====== Material supplied

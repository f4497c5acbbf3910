use zpl::{RendererOptions, ZplViewer, zpl};

fn main() {
    env_logger::init();

    let mut parser = zpl(
        "label Shipping(name: string, tracking: string) {
            ^XA
            ^FO40,40^GB732,300,4,B,2^FS
            ^FO70,70^A0N,50,50^FDname^FS
            ^FO70,150^BY3^BCN,120,Y,N,N^FDtracking^FS
            ^XZ
        }",
    );
    parser.parse();
    parser.set_variable("name", "Ada Lovelace");
    parser.set_variable("tracking", "1Z999AA10123456784");
    let produced = parser.produce().expect("label is valid");

    let viewer = ZplViewer::new(RendererOptions::default()).expect("default options are valid");
    let out = viewer
        .render(&mut zpl(&produced))
        .expect("label renders");
    std::fs::write("label.png", out.png().expect("encode png")).expect("write png");
    println!("Wrote label.png");
}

============

> **Exercise**:
Retype the material in full, character for character.

> **Answer**:
repository f4497c5acbbf3910
use zpl::{RendererOptions, ZplViewer, zpl};

fn main() {
    env_logger::init();

    let mut parser = zpl(
        "label Shipping(name: string, tracking: string) {
            ^XA
            ^FO40,40^GB732,300,4,B,2^FS
            ^FO70,70^A0N,50,50^FDname^FS
            ^FO70,150^BY3^BCN,120,Y,N,N^FDtracking^FS
            ^XZ
        }",
    );
    parser.parse();
    parser.set_variable("name", "Ada Lovelace");
    parser.set_variable("tracking", "1Z999AA10123456784");
    let produced = parser.produce().expect("label is valid");

    let viewer = ZplViewer::new(RendererOptions::default()).expect("default options are valid");
    let out = viewer
        .render(&mut zpl(&produced))
        .expect("label renders");
    std::fs::write("label.png", out.png().expect("encode png")).expect("write png");
    println!("Wrote label.png");
}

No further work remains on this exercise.